TitlePrivacy and Print: Reading and Writing in Seventeenth Century England
Publication TypeThesis
Year of Publication1996
AuthorsJagodzinski, Cecile Marie
Number of Pages304 pp.
UniversityUniversity of Illinois at Urbana-Champaign
Thesis TypePh.D. Dissertation
LanguageEnglish
Abstract

This study proposes that the emergence of the concept of privacy as a personal right, as the very core of individuality, is connected in a complex fashion with the history of reading. Amid the religious, political, and technological changes of seventeenth-century England, the printed book became the site for authors' and readers' negotiations between public and private life; the printing press simultaneously encouraged public revelation even as it created opportunities for solitary contact with the text.

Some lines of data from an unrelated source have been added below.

//! Schema layer for berth.
//!
//! Pure data definitions shared by the runtime, gateway and core crates:
//! container and gateway identifiers, container creation options, byte-size
//! units, and service manifests declaring capabilities as ordered lists of
//! gateway configuration fragments.

pub mod manifest;
pub mod options;
pub mod types;
pub mod units;

pub use manifest::{
    load_manifests, parse_manifest_file, parse_manifest_str, Capability, GatewayFragment,
    ManifestError, ManifestKind, ManifestSet, ServiceManifest,
};
pub use options::{parse_container_options, ContainerOptions, OptionsError, DEFAULT_TMPFS_SIZE};
pub use types::{CapabilityName, ContainerId, ContainerName, GatewayId, IdParseError};
pub use units::{parse_byte_size, UnitError};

As it attempts to recover the experience of readers of the past, the study examines reading and writing in five genres: devotional books, conversion narratives, personal letters, drama, and the novel. Devotional books became the instrument of private spirituality for Catholics, Anglicans, and radical Protestants alike, as religious repression of various sects and their public religious practices cast the responsibility for the exercise of belief upon the lone individual. Conversion narratives of the seventeenth-century provide, not only a brief history of a genre in evolution, but a partial answer to questions about the development of the literary canon; the woman-centered, private histories of female converts foreshadow the novel, while the public proclamations of preacher-missionaries such as John Bunyan lie at the roots of male-dominated ""serious"" literature. The published letters of Charles I and John Donne reflect authors' and publishers' new concerns about the relation of the new medium of print to the individual, a concern verbalized in terms of the integrity of the human body. Women's ambiguous roles in print culture are represented by the literary activities of Margaret Cavendish and Aphra Behn. While Cavendish exploits her position as noblewoman and royalist exile to praise the virtues of the contemplative life, she also insists on publication as a fitting proof of virtue for male and female authors alike. Behn, whose detractors used her writing for hire as evidence of her moral and sexual wantonness, created, in Love-Letters from a Nobleman to His Sister, a female heroine who acts as an apt image of the concealed private self and of the relations between authors, readers, and their books.